Finché pensiamo di poter vivere senza patimenti, senza pene e senza croci, non abbiamo ancora incominciato ad essere neppure cristiani. La passione è il più profondo ed esatto insegnamento di Gesù ed è insieme la più profonda sua rivelazione.

La passione di Cristo ci unisce ad una riflessione realistica sulla precarietà della nostra condizione umana votata allo scacco della morte. Non c’è nulla di definitivo e di stabile quaggiù; il tempo fugge inesorabile e come un fiume vorticoso e veloce sospinge senza sosta noi e le nostre cose verso la foce misteriosa della morte: la cosa più paurosa che c’è sulla terra: sentirsi male in tutto il corpo, non trovare sollievo un istante per giorni e giorni, vedere il mondo scomparire, non sentire più nulla: oh! e terribile.

L’umanità ha tentato in tutti i modi possibili di dimenticare, di minimizzare la morte sforzandosi di privarla di quelle dimensioni e risonanze che ne fanno un evento decisivo della sua esistenza.

Questa vita di oggi è una vigilia, è una prova seria e forte. Il tempo è prezioso e breve; bisogna quindi dare al tempo l’impegno migliore.

Carissimi, chiudo questi brevi cenni sulla personalità del nostro Don De Luca, sottolineando il suo grande amore per Don Bosco nella sua terra.

Per il centenario della morte del nostro Padre ha voluto che anche Randazzo innalzasse un monumento al Santo dei giovani e lo eresse in una piazza centrale, a fronte dell’Opera Salesiana coinvolgendo Autorità, Ex Allievi, Cooperatori dell’Opera Salesiana, ma soprattutto la gente, il popolo che amò con spirito missionario.

Fu l’ultima sua opera, l’ultimo gesto compiuto per consegnare a ciascuno di noi la fiaccola della fedeltà a Don Bosco, alla Chiesa.

Riconoscenti a Dio per averci dato un Salesiano

alla tempra di Don De Luca siamo larghi di suffragi, perché il Signore gli concedi subito quel premio che si è meritato; ed a quest’opera una forte ripresa nell’operare sempre per il bene dei giovani.

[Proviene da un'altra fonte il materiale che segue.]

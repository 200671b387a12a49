use std::{
    path::{Path, PathBuf},
    time::Duration,
};

use ffmpeg_next::{
    ChannelLayout, Dictionary, Rational, codec,
    format::{self, Pixel, Sample, sample},
    frame,
};

use crate::{
    encoder::find_encoder,
    input::AvInput,
    job::{COPY, DEFAULT_CRF, DEFAULT_PRESET, DEFAULT_SEGMENT_DURATION, JobConfig, MediaPipelineJob},
    output::PLAYLIST_NAME,
    side_data::{SideDataKind, has_side_data, strip_side_data},
};

const SAMPLE_WIDTH: u32 = 1920;
const SAMPLE_HEIGHT: u32 = 1080;
const SAMPLE_FPS: i32 = 10;
const SAMPLE_SECONDS: i32 = 3;
const SAMPLE_RATE: i32 = 48_000;

fn drain(
    encoder: &mut codec::encoder::Encoder,
    output: &mut format::context::Output,
    stream_index: usize,
    encoder_time_base: Rational,
) -> anyhow::Result<()> {
    let output_time_base = output
        .stream(stream_index)
        .map(|s| s.time_base())
        .ok_or_else(|| anyhow::anyhow!("sample stream {} missing", stream_index))?;
    let mut packet = codec::packet::Packet::empty();
    while encoder.receive_packet(&mut packet).is_ok() {
        packet.set_stream(stream_index);
        packet.rescale_ts(encoder_time_base, output_time_base);
        packet.write_interleaved(output)?;
    }
    Ok(())
}

/// Writes a short 1080p H.264 + stereo AAC MP4 (moving gradient and a 440 Hz tone).
fn write_sample(dir: &Path) -> anyhow::Result<PathBuf> {
    crate::init()?;
    let path = dir.join("sample.mp4");
    let mut output = format::output(&path)?;
    let global_header = output
        .format()
        .flags()
        .contains(format::Flags::GLOBAL_HEADER);

    let video_time_base = Rational::new(1, SAMPLE_FPS);
    let video_codec = find_encoder("libx264")?;
    let mut video = codec::Context::new_with_codec(video_codec)
        .encoder()
        .video()?;
    video.set_width(SAMPLE_WIDTH);
    video.set_height(SAMPLE_HEIGHT);
    video.set_format(Pixel::YUV420P);
    video.set_time_base(video_time_base);
    video.set_frame_rate(Some(Rational::new(SAMPLE_FPS, 1)));
    video.set_gop(SAMPLE_FPS as u32);
    if global_header {
        video.set_flags(codec::Flags::GLOBAL_HEADER);
    }
    let mut opts = Dictionary::new();
    opts.set("preset", "ultrafast");
    let mut video = video.open_with(opts)?;
    let mut ost = output.add_stream(video_codec)?;
    ost.set_parameters(&video);
    ost.set_time_base(video_time_base);
    let video_index = ost.index();

    let audio_time_base = Rational::new(1, SAMPLE_RATE);
    let audio_codec = find_encoder("aac")?;
    let mut audio = codec::Context::new_with_codec(audio_codec)
        .encoder()
        .audio()?;
    audio.set_rate(SAMPLE_RATE);
    audio.set_channel_layout(ChannelLayout::STEREO);
    audio.set_format(Sample::F32(sample::Type::Planar));
    audio.set_bit_rate(128_000);
    audio.set_time_base(audio_time_base);
    if global_header {
        audio.set_flags(codec::Flags::GLOBAL_HEADER);
    }
    let mut audio = audio.open_as(audio_codec)?;
    let mut ost = output.add_stream(audio_codec)?;
    ost.set_parameters(&audio);
    ost.set_time_base(audio_time_base);
    let audio_index = ost.index();

    output.write_header()?;

    let frame_size = audio.frame_size().max(1) as usize;
    let samples_per_video_frame = (SAMPLE_RATE / SAMPLE_FPS) as i64;
    let mut audio_pts: i64 = 0;
    let mut picture = frame::Video::new(Pixel::YUV420P, SAMPLE_WIDTH, SAMPLE_HEIGHT);
    for i in 0..(SAMPLE_FPS * SAMPLE_SECONDS) as usize {
        let stride = picture.stride(0);
        let luma = picture.data_mut(0);
        for y in 0..SAMPLE_HEIGHT as usize {
            for x in 0..SAMPLE_WIDTH as usize {
                luma[y * stride + x] = ((x + y + i * 8) & 0xff) as u8;
            }
        }
        picture.data_mut(1).fill(128);
        picture.data_mut(2).fill(128);
        picture.set_pts(Some(i as i64));
        video.send_frame(&picture)?;
        drain(&mut video, &mut output, video_index, video_time_base)?;

        while audio_pts < (i as i64 + 1) * samples_per_video_frame {
            let mut tone = frame::Audio::new(
                Sample::F32(sample::Type::Planar),
                frame_size,
                ChannelLayout::STEREO,
            );
            tone.set_rate(SAMPLE_RATE as u32);
            for channel in 0..2 {
                for (n, value) in tone.plane_mut::<f32>(channel).iter_mut().enumerate() {
                    let t = (audio_pts + n as i64) as f32 / SAMPLE_RATE as f32;
                    *value = 0.2 * (2.0 * std::f32::consts::PI * 440.0 * t).sin();
                }
            }
            tone.set_pts(Some(audio_pts));
            audio.send_frame(&tone)?;
            drain(&mut audio, &mut output, audio_index, audio_time_base)?;
            audio_pts += frame_size as i64;
        }
    }

    video.send_eof()?;
    drain(&mut video, &mut output, video_index, video_time_base)?;
    audio.send_eof()?;
    drain(&mut audio, &mut output, audio_index, audio_time_base)?;
    output.write_trailer()?;
    Ok(path)
}

fn segment_streams(path: &Path) -> anyhow::Result<AvInput> {
    AvInput::open(path, &Default::default())
}

fn job_for(input: &Path, output_dir: &Path) -> MediaPipelineJob {
    MediaPipelineJob::new(JobConfig {
        input: input.to_path_buf(),
        output_dir: output_dir.to_path_buf(),
        ..Default::default()
    })
}

#[test]
fn test_config_defaults() {
    let cfg = JobConfig::default();
    assert_eq!(cfg.video_codec, COPY);
    assert_eq!(cfg.audio_codec, COPY);
    assert_eq!(cfg.crf, DEFAULT_CRF);
    assert_eq!(cfg.preset, DEFAULT_PRESET);
    assert_eq!(cfg.segment_duration, DEFAULT_SEGMENT_DURATION);
    assert!(!cfg.is_transcode());

    let normalized = JobConfig {
        crf: 0,
        preset: String::new(),
        segment_duration: 0,
        seek_seconds: -3.0,
        ..Default::default()
    }
    .normalized();
    assert_eq!(normalized.crf, DEFAULT_CRF);
    assert_eq!(normalized.preset, DEFAULT_PRESET);
    assert_eq!(normalized.segment_duration, DEFAULT_SEGMENT_DURATION);
    assert_eq!(normalized.seek_seconds, 0.0);
}

#[test]
fn test_disabled_stream_does_not_count_as_transcode() {
    let cfg = JobConfig {
        video_stream: None,
        video_codec: "libx264".to_string(),
        ..Default::default()
    };
    assert!(!cfg.is_transcode());

    let cfg = JobConfig {
        audio_codec: "aac".to_string(),
        ..Default::default()
    };
    assert!(cfg.is_transcode());
}

#[tokio::test]
async fn test_stop_is_idempotent() -> anyhow::Result<()> {
    let dir = tempfile::tempdir()?;
    let job = job_for(Path::new("/nonexistent/input.mkv"), dir.path());

    job.stop();
    job.stop();
    assert!(job.is_stopped());

    // Never started: the completion signal fires on stop.
    tokio::time::timeout(Duration::from_secs(1), job.wait()).await?;
    assert!(job.is_done());
    assert!(job.error().is_none());
    Ok(())
}

#[test]
fn test_run_after_stop_is_not_a_failure() -> anyhow::Result<()> {
    let dir = tempfile::tempdir()?;
    let job = job_for(Path::new("/nonexistent/input.mkv"), dir.path());
    job.stop();
    job.run()?;
    assert!(job.is_done());
    assert!(job.error().is_none());
    Ok(())
}

#[tokio::test]
async fn test_failed_run_records_error_and_fires_done() -> anyhow::Result<()> {
    let dir = tempfile::tempdir()?;
    let job = job_for(Path::new("/nonexistent/input.mkv"), dir.path());

    assert!(job.run().is_err());
    assert!(job.is_done());
    let error = job.error().unwrap_or_default();
    assert!(error.contains("open input"), "unexpected error: {}", error);

    tokio::time::timeout(Duration::from_secs(1), job.wait()).await?;
    Ok(())
}

#[test]
fn test_run_twice_fails() -> anyhow::Result<()> {
    let dir = tempfile::tempdir()?;
    let job = job_for(Path::new("/nonexistent/input.mkv"), dir.path());
    let _ = job.run();
    let second = job.run();
    assert!(second.is_err());
    Ok(())
}

#[test]
fn test_remux_writes_playlist_and_segments() -> anyhow::Result<()> {
    let dir = tempfile::tempdir()?;
    let input_path = write_sample(dir.path())?;
    let out = dir.path().join("original");
    std::fs::create_dir(&out)?;

    let job = MediaPipelineJob::new(JobConfig {
        input: input_path,
        output_dir: out.clone(),
        segment_duration: 2,
        ..Default::default()
    });
    job.run()?;
    assert!(job.is_done());
    assert!(job.error().is_none());

    let playlist = std::fs::read_to_string(out.join(PLAYLIST_NAME))?;
    assert!(playlist.starts_with("#EXTM3U"));
    assert!(playlist.contains("seg-00000.ts"));
    assert!(playlist.contains("#EXT-X-PLAYLIST-TYPE:EVENT"));
    assert!(playlist.contains("#EXT-X-ENDLIST"));
    assert!(out.join("seg-00000.ts").metadata()?.len() > 0);

    let segment = segment_streams(&out.join("seg-00000.ts"))?;
    let video = segment
        .select_video(Some(0))
        .ok_or_else(|| anyhow::anyhow!("segment has no video"))?;
    assert_eq!((video.width(), video.height()), (SAMPLE_WIDTH, SAMPLE_HEIGHT));
    assert!(segment.streams().iter().any(|s| s.is_audio()));
    Ok(())
}

#[test]
fn test_transcode_downscales_to_720p() -> anyhow::Result<()> {
    let dir = tempfile::tempdir()?;
    let input_path = write_sample(dir.path())?;
    let out = dir.path().join("720p");
    std::fs::create_dir(&out)?;

    let job = MediaPipelineJob::new(JobConfig {
        input: input_path,
        output_dir: out.clone(),
        video_codec: "libx264".to_string(),
        height: 720,
        video_bitrate_kbps: 2_800,
        preset: "ultrafast".to_string(),
        audio_codec: "aac".to_string(),
        audio_bitrate_kbps: 128,
        segment_duration: 2,
        ..Default::default()
    });
    job.run()?;

    assert!(out.join(PLAYLIST_NAME).exists());
    let segment = segment_streams(&out.join("seg-00000.ts"))?;
    let video = segment
        .streams()
        .iter()
        .find(|s| s.is_video())
        .ok_or_else(|| anyhow::anyhow!("segment has no video"))?;
    assert_eq!((video.width(), video.height()), (1280, 720));
    let audio = segment
        .streams()
        .iter()
        .find(|s| s.is_audio())
        .ok_or_else(|| anyhow::anyhow!("segment has no audio"))?;
    assert_eq!(audio.codec_name(), "aac");
    Ok(())
}

#[test]
fn test_audio_only_rendition() -> anyhow::Result<()> {
    let dir = tempfile::tempdir()?;
    let input_path = write_sample(dir.path())?;
    let out = dir.path().join("audio").join("0");
    std::fs::create_dir_all(&out)?;

    let job = MediaPipelineJob::new(JobConfig {
        input: input_path,
        output_dir: out.clone(),
        video_stream: None,
        audio_stream: Some(0),
        audio_codec: "aac".to_string(),
        audio_bitrate_kbps: 128,
        segment_duration: 2,
        ..Default::default()
    });
    job.run()?;

    let playlist = std::fs::read_to_string(out.join(PLAYLIST_NAME))?;
    assert!(playlist.contains("seg-00000.ts"));
    let segment = segment_streams(&out.join("seg-00000.ts"))?;
    assert!(segment.streams().iter().any(|s| s.is_audio()));
    assert!(segment.streams().iter().all(|s| !s.is_video()));
    Ok(())
}

#[test]
fn test_strip_on_real_stream_parameters() -> anyhow::Result<()> {
    let dir = tempfile::tempdir()?;
    let input_path = write_sample(dir.path())?;

    let input = AvInput::open(&input_path, &Default::default())?;
    let video = input
        .select_video(Some(0))
        .ok_or_else(|| anyhow::anyhow!("sample has no video"))?;
    let mut params = video.parameters().clone();
    assert!(!has_side_data(&params, SideDataKind::DolbyVisionConfig));
    unsafe {
        let ptr = params.as_mut_ptr();
        let entry = ffmpeg_next::ffi::av_packet_side_data_new(
            &mut (*ptr).coded_side_data,
            &mut (*ptr).nb_coded_side_data,
            ffmpeg_next::ffi::AVPacketSideDataType::AV_PKT_DATA_DOVI_CONF,
            24,
            0,
        );
        assert!(!entry.is_null());
    }
    assert!(has_side_data(&params, SideDataKind::DolbyVisionConfig));
    assert!(strip_side_data(&mut params, SideDataKind::DolbyVisionConfig));
    assert!(!has_side_data(&params, SideDataKind::DolbyVisionConfig));
    // The codec itself is untouched.
    assert_eq!(params.id(), video.parameters().id());
    Ok(())
}

#[tokio::test]
async fn test_stop_while_running() -> anyhow::Result<()> {
    let dir = tempfile::tempdir()?;
    let input_path = write_sample(dir.path())?;
    let out = dir.path().join("720p");
    std::fs::create_dir(&out)?;

    let job = std::sync::Arc::new(MediaPipelineJob::new(JobConfig {
        input: input_path,
        output_dir: out,
        video_codec: "libx264".to_string(),
        height: 720,
        ..Default::default()
    }));
    let runner = std::sync::Arc::clone(&job);
    let handle = tokio::task::spawn_blocking(move || runner.run());

    job.stop();
    job.stop();
    tokio::time::timeout(Duration::from_secs(30), job.wait()).await?;
    handle.await??;
    assert!(job.is_stopped());
    assert!(job.error().is_none());
    Ok(())
}
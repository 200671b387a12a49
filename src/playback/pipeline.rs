use std::{
    path::{Path, PathBuf},
    sync::Arc,
};

use ffmpeg_hls::job::{COPY, JobConfig, MediaPipelineJob};
use moka::{future::Cache, notification::RemovalCause, policy::EvictionPolicy};
use uuid::Uuid;

use crate::playback::{
    decision::{ProfileDecision, profile_names},
    manifest::{AUDIO_DIR, audio_rendition_dir},
};

/// Audio renditions probed by `stop_all_for_session`.
pub const MAX_AUDIO_TRACKS: usize = 16;

pub type PipelineKey = (Uuid, String);

/// Encoding knobs shared by every job this manager starts.
#[derive(Debug, Clone)]
pub struct EncodeSettings {
    pub crf: u32,
    pub preset: String,
    pub segment_duration: u32,
}

pub fn audio_rendition_name(track: usize) -> String {
    format!("{}/{}", AUDIO_DIR, track)
}

/// Registry of running jobs keyed by (session, profile or audio rendition).
/// It is the only place jobs are created or torn down.
pub struct PipelineManager {
    jobs: Cache<PipelineKey, Arc<MediaPipelineJob>>,
    settings: EncodeSettings,
}

impl PipelineManager {
    pub fn new(capacity: u64, settings: EncodeSettings) -> Self {
        let jobs = Cache::builder()
            .max_capacity(capacity.max(1))
            .eviction_policy(EvictionPolicy::lru())
            .eviction_listener(
                |key: Arc<PipelineKey>, job: Arc<MediaPipelineJob>, cause: RemovalCause| {
                    match cause {
                        RemovalCause::Size => {
                            log::warn!("pipeline {}:{} evicted, stopping", key.0, key.1);
                            job.stop();
                        }
                        RemovalCause::Replaced => job.stop(),
                        // Explicit removals are stopped and awaited by the caller.
                        RemovalCause::Explicit | RemovalCause::Expired => {}
                    }
                },
            )
            .build();
        Self { jobs, settings }
    }

    pub fn settings(&self) -> &EncodeSettings {
        &self.settings
    }

    fn base_config(&self, input: &Path, output_dir: PathBuf, seek_seconds: f64) -> JobConfig {
        JobConfig {
            input: input.to_path_buf(),
            output_dir,
            crf: self.settings.crf,
            preset: self.settings.preset.clone(),
            segment_duration: self.settings.segment_duration,
            seek_seconds,
            ..Default::default()
        }
    }

    /// Starts the video-only job for one quality profile.
    pub async fn start_video_segmenting(
        &self,
        session_id: Uuid,
        input: &Path,
        segment_dir: &Path,
        profile: &ProfileDecision,
        seek_seconds: f64,
        strip_dolby_vision: bool,
    ) -> anyhow::Result<Arc<MediaPipelineJob>> {
        let config = JobConfig {
            video_codec: profile.video_codec.clone(),
            height: if profile.copies_video() { 0 } else { profile.height },
            video_bitrate_kbps: profile.video_bitrate_kbps,
            video_stream: Some(0),
            audio_stream: None,
            strip_dolby_vision,
            ..self.base_config(input, segment_dir.join(&profile.name), seek_seconds)
        };
        self.launch((session_id, profile.name.clone()), config).await
    }

    /// Starts the audio-only job for the `track`-th audio stream of the input.
    pub async fn start_audio_rendition(
        &self,
        session_id: Uuid,
        input: &Path,
        segment_dir: &Path,
        track: usize,
        codec: &str,
        bitrate_kbps: u32,
        seek_seconds: f64,
    ) -> anyhow::Result<Arc<MediaPipelineJob>> {
        let config = JobConfig {
            video_codec: COPY.to_string(),
            audio_codec: codec.to_string(),
            audio_bitrate_kbps: bitrate_kbps,
            video_stream: None,
            audio_stream: Some(track),
            ..self.base_config(
                input,
                audio_rendition_dir(segment_dir, track),
                seek_seconds,
            )
        };
        self.launch((session_id, audio_rendition_name(track)), config)
            .await
    }

    async fn launch(
        &self,
        key: PipelineKey,
        config: JobConfig,
    ) -> anyhow::Result<Arc<MediaPipelineJob>> {
        // At most one job per key.
        self.stop_process(key.0, &key.1).await;
        tokio::fs::create_dir_all(&config.output_dir).await?;

        let job = Arc::new(MediaPipelineJob::new(config));
        self.jobs.insert(key.clone(), Arc::clone(&job)).await;

        let runner = Arc::clone(&job);
        tokio::task::spawn_blocking(move || match runner.run() {
            Ok(()) => log::info!("pipeline {}:{} finished", key.0, key.1),
            Err(e) => log::error!("pipeline {}:{} failed: {:#}", key.0, key.1, e),
        });
        Ok(job)
    }

    #[cfg(test)]
    pub(crate) async fn register(&self, key: PipelineKey, job: Arc<MediaPipelineJob>) {
        self.jobs.insert(key, job).await;
    }

    pub async fn get_process(&self, session_id: Uuid, name: &str) -> Option<Arc<MediaPipelineJob>> {
        self.jobs.get(&(session_id, name.to_string())).await
    }

    /// Removes, stops and waits for a job. Returns false if there was none.
    pub async fn stop_process(&self, session_id: Uuid, name: &str) -> bool {
        let Some(job) = self.jobs.remove(&(session_id, name.to_string())).await else {
            return false;
        };
        job.stop();
        job.wait().await;
        log::debug!("pipeline {}:{} stopped", session_id, name);
        true
    }

    pub async fn stop_all_for_session(&self, session_id: Uuid) -> usize {
        let names: Vec<String> = profile_names()
            .map(str::to_string)
            .chain((0..MAX_AUDIO_TRACKS).map(audio_rendition_name))
            .collect();
        let stopped = futures::future::join_all(
            names.iter().map(|name| self.stop_process(session_id, name)),
        )
        .await;
        stopped.into_iter().filter(|s| *s).count()
    }

    /// Stops every registered job. Used on shutdown.
    pub async fn stop_all(&self) -> usize {
        let keys: Vec<PipelineKey> = self.jobs.iter().map(|(key, _)| (*key).clone()).collect();
        let stopped =
            futures::future::join_all(keys.iter().map(|(id, name)| self.stop_process(*id, name)))
                .await;
        stopped.into_iter().filter(|s| *s).count()
    }

    pub async fn run_pending_tasks(&self) {
        self.jobs.run_pending_tasks().await;
    }

    pub fn job_count(&self) -> u64 {
        self.jobs.entry_count()
    }
}

#[cfg(test)]
#[path = "pipeline_test.rs"]
mod pipeline_test;
use std::{net::SocketAddr, path::PathBuf, time::Duration};

use serde::Deserialize;

/// Environment variable naming the JSON config file.
pub const CONFIG_ENV: &str = "ABR_STREAM_CONFIG";

#[derive(Debug, Clone, Deserialize)]
#[serde(default)]
pub struct ServerConfig {
    pub listen: SocketAddr,
    /// Parent of every session's segment directory.
    pub segment_dir: PathBuf,
    /// Media identifiers are resolved relative to this directory.
    pub library_root: PathBuf,
    pub segment_duration: u32,
    pub max_sessions: usize,
    pub session_ttl_secs: u64,
    /// Upper bound of live pipeline jobs across all sessions.
    pub max_pipelines: u64,
    /// Quality profiles offered to clients, in playlist order.
    pub profiles: Vec<String>,
    pub crf: u32,
    pub preset: String,
    pub playlist_wait_retries: u32,
    pub playlist_wait_interval_ms: u64,
}

impl Default for ServerConfig {
    fn default() -> Self {
        Self {
            listen: SocketAddr::from(([0, 0, 0, 0], 8080)),
            segment_dir: std::env::temp_dir().join("abr-stream"),
            library_root: PathBuf::from("media"),
            segment_duration: 6,
            max_sessions: 10,
            session_ttl_secs: 30 * 60,
            max_pipelines: 100,
            profiles: vec![
                "original".to_string(),
                "1080p".to_string(),
                "720p".to_string(),
                "480p".to_string(),
            ],
            crf: 23,
            preset: "veryfast".to_string(),
            playlist_wait_retries: 30,
            playlist_wait_interval_ms: 500,
        }
    }
}

impl ServerConfig {
    /// Reads the file named by `ABR_STREAM_CONFIG`, or returns the defaults when unset.
    pub fn load() -> anyhow::Result<Self> {
        match std::env::var_os(CONFIG_ENV) {
            Some(path) => Self::from_file(&PathBuf::from(path)),
            None => Ok(Self::default()),
        }
    }

    pub fn from_file(path: &std::path::Path) -> anyhow::Result<Self> {
        let raw = std::fs::read_to_string(path)
            .map_err(|e| anyhow::anyhow!("read config {}: {}", path.display(), e))?;
        let config = serde_json::from_str(&raw)
            .map_err(|e| anyhow::anyhow!("parse config {}: {}", path.display(), e))?;
        Ok(config)
    }

    pub fn session_ttl(&self) -> Duration {
        Duration::from_secs(self.session_ttl_secs.max(1))
    }

    pub fn playlist_wait(&self) -> PlaylistWait {
        PlaylistWait {
            retries: self.playlist_wait_retries,
            interval: Duration::from_millis(self.playlist_wait_interval_ms),
        }
    }
}

/// Bounded retry schedule used while a job has not produced its playlist yet.
#[derive(Debug, Clone, Copy, PartialEq, Eq)]
pub struct PlaylistWait {
    pub retries: u32,
    pub interval: Duration,
}

#[cfg(test)]
mod tests {
    use super::*;

    #[test]
    fn test_partial_config_keeps_defaults() -> anyhow::Result<()> {
        let config: ServerConfig =
            serde_json::from_str(r#"{"max_sessions": 3, "profiles": ["720p", "original"]}"#)?;
        assert_eq!(config.max_sessions, 3);
        assert_eq!(config.profiles, vec!["720p", "original"]);
        assert_eq!(config.segment_duration, 6);
        assert_eq!(config.preset, "veryfast");
        Ok(())
    }

    #[test]
    fn test_from_file() -> anyhow::Result<()> {
        let dir = tempfile::tempdir()?;
        let path = dir.path().join("config.json");
        std::fs::write(&path, r#"{"listen": "127.0.0.1:9000", "session_ttl_secs": 60}"#)?;
        let config = ServerConfig::from_file(&path)?;
        assert_eq!(config.listen.port(), 9000);
        assert_eq!(config.session_ttl(), Duration::from_secs(60));

        assert!(ServerConfig::from_file(&dir.path().join("missing.json")).is_err());
        Ok(())
    }
}
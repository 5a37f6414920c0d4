//! rsvp-server binary.
//!
//! Reads `config.toml` (or the path specified with `--config`), opens the
//! SQLite store, and serves the RSVP API over HTTP.

use std::path::PathBuf;

use anyhow::Context as _;
use clap::Parser;
use rsvp_server::{ServerConfig, expand_tilde};
use rsvp_store_sqlite::SqliteStore;
use tokio::net::TcpListener;
use tracing::level_filters::LevelFilter;
use tracing_subscriber::EnvFilter;

#[derive(Parser)]
#[command(author, version, about = "Wedding RSVP server")]
struct Cli {
  /// Path to the TOML configuration file.
  #[arg(short, long, default_value = "config.toml")]
  config: PathBuf,
}

#[tokio::main]
async fn main() -> anyhow::Result<()> {
  tracing_subscriber::fmt()
    .with_env_filter(
      EnvFilter::builder()
        .with_default_directive(LevelFilter::INFO.into())
        .from_env_lossy(),
    )
    .init();

  let cli = Cli::parse();

  let server_cfg = ServerConfig::load(&cli.config)
    .with_context(|| format!("failed to load configuration from {:?}", cli.config))?;

  let store_path = expand_tilde(&server_cfg.database_path);
  let store = SqliteStore::open(&store_path)
    .await
    .with_context(|| format!("failed to open store at {store_path:?}"))?;

  let app = rsvp_server::app(&server_cfg, store)?;
  let address = server_cfg.address();

  tracing::info!("Listening on http://{address}");
  let listener = TcpListener::bind(&address)
    .await
    .with_context(|| format!("failed to bind {address}"))?;

  axum::serve(listener, app).await.context("server error")?;

  Ok(())
}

Affezionatissimo in Cristo

Sac. Rodolfo Scambelluri

Direttore e comunità

Date del necrologio:

Sac. Pasquale De Luca

nato a Randazzo il 26 aprile 1911

Professione Religiosa San Gregorio (CT) il 10 settembre 1931

Ordinato Sacerdote in Acireale (CT) il 23 luglio 1939 Morto a Randazzo (CT) il 19 luglio 1992 ad 81 anni di età e 62 di Professione Religiosa.